Scaling it Up
So far, we’ve been using the 100,000 ratings data set for MovieLens as we illustrate different recommender systems. That’s good enough for educational purposes, but if you want to build a recommender system for a real company, you will probably be working with much more data – and you certainly won’t be processing it just on your own desktop PC.
This next section is about scaling it up – systems that exist to let you train recommender systems with real “big data”, on a cluster, maybe even in the cloud.
There are lots of options, but we’ll cover a few of my favorites .
Apache Spark and MLLib
You may have heard of Apache Spark – it’s a very powerful framework for processing massive data sets across a cluster of computers. As your data grows, you just keep adding more computers to your cluster – the sky’s pretty much the limit!

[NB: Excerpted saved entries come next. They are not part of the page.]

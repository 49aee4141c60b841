mod class_manager_tests;
mod optimizer_tests;
mod vm_tests;

#[cfg(test)]
pub(crate) mod support {
    use crate::class_manager::ClassManager;
    use crate::context::ExecutionGraph;
    use crate::method::MethodImplementation;
    use crate::method_graph::MethodBackedGraph;
    use crate::smali_parse::parse_method;
    use crate::vm::VirtualMachine;

    pub const TEST_CLASS: &str = "Lcom/example/Test;";

    pub fn method(text: &str) -> MethodImplementation {
        parse_method(TEST_CLASS, text).unwrap()
    }

    pub fn execute(text: &str) -> ExecutionGraph {
        let m = method(text);
        VirtualMachine::new(ClassManager::new()).execute(&m).unwrap()
    }

    pub fn method_graph(text: &str) -> MethodBackedGraph {
        let m = method(text);
        let graph = VirtualMachine::new(ClassManager::new()).execute(&m).unwrap();
        MethodBackedGraph::new(m, graph)
    }
}
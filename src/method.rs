use crate::ops::Op;
use crate::types::MethodSignature;
use serde::{Deserialize, Serialize};
use std::collections::BTreeSet;

/// One `.catch` or `.catchall` entry of a try block.
#[derive(Debug, Clone, PartialEq, Eq, Serialize, Deserialize)]
pub struct ExceptionHandler {
    /// `None` catches everything.
    pub exception_type: Option<String>,
    pub handler: u32,
}

/// A protected address range, `end` exclusive.
#[derive(Debug, Clone, PartialEq, Eq, Serialize, Deserialize)]
pub struct TryBlock {
    pub start: u32,
    pub end: u32,
    pub handlers: Vec<ExceptionHandler>,
}

impl TryBlock {
    pub fn covers(&self, address: u32) -> bool {
        self.start <= address && address < self.end
    }
}

/// The code of one method: instructions ordered by address plus its try/catch table.
#[derive(Debug, Clone)]
pub struct MethodImplementation {
    pub class_name: String,
    pub name: String,
    pub signature: MethodSignature,
    pub is_static: bool,
    /// Total register count, parameters included.
    pub registers: u16,
    ops: Vec<Op>,
    try_blocks: Vec<TryBlock>,
}

impl MethodImplementation {
    pub fn new(
        class_name: &str,
        name: &str,
        signature: MethodSignature,
        is_static: bool,
        registers: u16,
        mut ops: Vec<Op>,
        try_blocks: Vec<TryBlock>,
    ) -> Self {
        ops.sort_by_key(|op| op.address());
        MethodImplementation {
            class_name: class_name.to_string(),
            name: name.to_string(),
            signature,
            is_static,
            registers,
            ops,
            try_blocks,
        }
    }

    /// e.g. `Lcom/example/Foo;->bar(I)V`
    pub fn descriptor(&self) -> String {
        format!("{}->{}{}", self.class_name, self.name, self.signature.to_jni())
    }

    /// Registers holding the incoming arguments, `this` included.
    pub fn ins_size(&self) -> u16 {
        self.signature.parameter_words() + if self.is_static { 0 } else { 1 }
    }

    pub fn ops(&self) -> &[Op] {
        &self.ops
    }

    pub fn op_at(&self, address: u32) -> Option<&Op> {
        self.ops
            .binary_search_by_key(&address, |op| op.address())
            .ok()
            .map(|i| &self.ops[i])
    }

    pub fn addresses(&self) -> Vec<u32> {
        self.ops.iter().map(|op| op.address()).collect()
    }

    /// Length of the code in 16-bit units.
    pub fn code_units(&self) -> u32 {
        self.ops.last().map(|op| op.next_address()).unwrap_or(0)
    }

    pub fn try_blocks(&self) -> &[TryBlock] {
        &self.try_blocks
    }

    /// Entry addresses of every exception handler, ascending.
    pub fn handler_addresses(&self) -> Vec<u32> {
        let set: BTreeSet<u32> = self
            .try_blocks
            .iter()
            .flat_map(|t| t.handlers.iter().map(|h| h.handler))
            .collect();
        set.into_iter().collect()
    }

    /// Handlers protecting `address`, innermost try block first.
    pub fn handlers_for(&self, address: u32) -> Vec<&ExceptionHandler> {
        self.try_blocks
            .iter()
            .filter(|t| t.covers(address))
            .flat_map(|t| t.handlers.iter())
            .collect()
    }

    /// Drops the instructions at `addresses` and moves everything else through `relocate`.
    /// Try blocks left without instructions are dropped.
    pub(crate) fn remove_ops<F>(&mut self, addresses: &BTreeSet<u32>, relocate: F)
    where
        F: Fn(u32) -> u32,
    {
        self.ops.retain(|op| !addresses.contains(&op.address()));
        for op in self.ops.iter_mut() {
            op.relocate(&relocate);
        }
        for block in self.try_blocks.iter_mut() {
            block.start = relocate(block.start);
            block.end = relocate(block.end);
            for handler in block.handlers.iter_mut() {
                handler.handler = relocate(handler.handler);
            }
        }
        self.try_blocks.retain(|t| t.start < t.end);
    }
}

I’m not going to go into the details of how Spark works here, but Sundog Education offers entire courses on that topic. For now, we’ll just focus on it from a practical standpoint – we’ll get it installed, and examine some code to generate recommendations using Spark on a larger data set. Since you probably don’t have a cluster of your own handy, we’ll do still do this on your own desktop PC – but running this code on a cluster running Apache Spark would work exactly the same way. Think of it as running on a cluster of one computer for now, which is your PC.
If you want to follow along with your own PC in this section, first you need to get Spark installed. And on Windows, that’s a bit of a hassle – but here are the steps you need to follow, whatever OS you’re using. If you’re not comfortable with setting environment variables on your OS, you should probably just watch the next few videos because you’ll probably run into trouble otherwise. You need to know what you’re doing with environment variables for this to all work properly, and there are a lot of little frustrating things that can go wrong.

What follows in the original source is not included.